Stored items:
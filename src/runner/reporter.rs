//! Console reporting and run summary
//!
//! Output format, one line per case:
//!
//! ```text
//! 01-basic...passed
//! 04-double...FAILED found 2 spec files matching Test*.peg in 04-double
//! ```
//!
//! The identifier is flushed before the case runs so a hanging tool is visible. On failure the failing stage's
//! captured stdout and stderr are forwarded to the matching console stream before the verdict. Verbose runs end
//! with the totals and the wall-clock time:
//!
//! ```text
//! Ran 18 tests with 2 failures
//! finished in 4.127 secs
//! ```

use std::io::{self, Stderr, Stdout, Write};
use std::time::{Duration, Instant};

use super::interfaces::{CaseReport, Reporter, StageEvents};
use super::orchestrator::CaseOutcome;
use super::process::{CommandLine, StageResult};

/// Highest exit status a process can portably report.
pub const MAX_EXIT_STATUS: usize = 255;

// ============================================================================
// Run summary
// ============================================================================

/// Outcomes of every case in discovery order
#[derive(Debug, Clone, Default, PartialEq, Eq)]
pub struct RunSummary {
    reports: Vec<CaseReport>,
}

impl RunSummary {
    /// Insert a report at its discovery position (reports may arrive out of order from the worker pool).
    pub fn push(&mut self, report: CaseReport) {
        let at = self.reports.partition_point(|r| r.index < report.index);
        self.reports.insert(at, report);
    }

    pub fn reports(&self) -> &[CaseReport] {
        &self.reports
    }

    pub fn total(&self) -> usize {
        self.reports.len()
    }

    pub fn failure_count(&self) -> usize {
        self.reports.iter().filter(|r| !r.outcome.is_passed()).count()
    }

    /// Process exit status: the failure count, saturated at [`MAX_EXIT_STATUS`] so it never wraps to zero.
    pub fn exit_status(&self) -> i32 {
        self.failure_count().min(MAX_EXIT_STATUS) as i32
    }
}

// ============================================================================
// Console reporter
// ============================================================================

/// Writes progress lines and forwarded tool output to two streams
pub struct ConsoleReporter<O: Write, E: Write> {
    out: O,
    err: E,
    verbose: bool,
    summary: RunSummary,
    started: Instant,
}

impl ConsoleReporter<Stdout, Stderr> {
    /// Reporter on the process's stdout and stderr.
    pub fn stdio(verbose: bool) -> Self {
        Self::new(io::stdout(), io::stderr(), verbose)
    }
}

impl<O: Write, E: Write> ConsoleReporter<O, E> {
    pub fn new(out: O, err: E, verbose: bool) -> Self {
        Self {
            out,
            err,
            verbose,
            summary: RunSummary::default(),
            started: Instant::now(),
        }
    }

    pub fn summary(&self) -> &RunSummary {
        &self.summary
    }

    /// Give back the output streams (used by tests to inspect what was written).
    pub fn into_streams(self) -> (O, E) {
        (self.out, self.err)
    }

    // Console write failures are not actionable mid-run; the exit status still reflects the outcomes.
    fn emit(&mut self, text: &str) {
        let _ = self.out.write_all(text.as_bytes());
        let _ = self.out.flush();
    }

    fn forward_failure_output(&mut self, outcome: &CaseOutcome) {
        let Some(failure) = outcome.failure() else { return };
        // Verbose mode already forwarded stdout when the stage completed.
        if !self.verbose && !failure.stdout.is_empty() {
            let _ = self.out.write_all(failure.stdout.as_bytes());
        }
        if !failure.stderr.is_empty() {
            let _ = self.out.flush();
            let _ = self.err.write_all(failure.stderr.as_bytes());
            let _ = self.err.flush();
        }
    }
}

impl<O: Write, E: Write> StageEvents for ConsoleReporter<O, E> {
    fn on_command(&mut self, command: &CommandLine) {
        if self.verbose {
            self.emit(&format!("   {}\n", command));
        }
    }

    fn on_stage_complete(&mut self, result: &StageResult) {
        if self.verbose && !result.stdout.is_empty() {
            self.emit(&result.stdout);
        }
    }
}

impl<O: Write, E: Write> Reporter for ConsoleReporter<O, E> {
    fn on_case_start(&mut self, name: &str) {
        if self.verbose {
            self.emit(&format!("{}...\n", name));
        } else {
            self.emit(&format!("{}...", name));
        }
    }

    fn record(&mut self, report: CaseReport) {
        self.forward_failure_output(&report.outcome);
        self.emit(&format!("{}\n", report.outcome.verdict()));
        self.summary.push(report);
    }

    fn finalize(&mut self) -> i32 {
        if self.verbose {
            let totals = run_totals(&self.summary, self.started.elapsed());
            self.emit(&totals);
        }
        let _ = self.out.flush();
        let _ = self.err.flush();
        tracing::debug!(
            total = self.summary.total(),
            failed = self.summary.failure_count(),
            "run finished"
        );
        self.summary.exit_status()
    }
}

/// Closing lines of a verbose run; runs over a minute are timed in minutes.
fn run_totals(summary: &RunSummary, elapsed: Duration) -> String {
    let failures = match summary.failure_count() {
        0 => "no failures".to_string(),
        n => format!("{n} failures"),
    };
    let secs = elapsed.as_secs_f64();
    let time = if secs > 60.0 {
        format!("{:.3} mins", secs / 60.0)
    } else {
        format!("{secs:.3} secs")
    };
    format!("Ran {} tests with {}\nfinished in {}\n", summary.total(), failures, time)
}

// ============================================================================
// Buffered events (worker pool)
// ============================================================================

#[derive(Debug, Clone)]
enum Event {
    Command(CommandLine),
    StageComplete(StageResult),
}

/// Collects a case's events on a worker so they can be replayed into the shared reporter in one piece.
#[derive(Debug, Clone, Default)]
pub struct CaseBuffer {
    events: Vec<Event>,
}

impl CaseBuffer {
    pub fn new() -> Self {
        Self::default()
    }

    /// Replay the case start, every buffered event, then the verdict.
    pub fn replay<R: Reporter + ?Sized>(self, reporter: &mut R, report: CaseReport) {
        reporter.on_case_start(&report.name);
        for event in self.events {
            match event {
                Event::Command(command) => reporter.on_command(&command),
                Event::StageComplete(result) => reporter.on_stage_complete(&result),
            }
        }
        reporter.record(report);
    }
}

impl StageEvents for CaseBuffer {
    fn on_command(&mut self, command: &CommandLine) {
        self.events.push(Event::Command(command.clone()));
    }

    fn on_stage_complete(&mut self, result: &StageResult) {
        self.events.push(Event::StageComplete(result.clone()));
    }
}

[WHAT YOU ARE ASKED TO DO]
Filter the lines above, keeping each one that contains the string "elapsed".

[EXERCISE OUTPUT]
            let totals = run_totals(&self.summary, self.started.elapsed());
fn run_totals(summary: &RunSummary, elapsed: Duration) -> String {
    let secs = elapsed.as_secs_f64();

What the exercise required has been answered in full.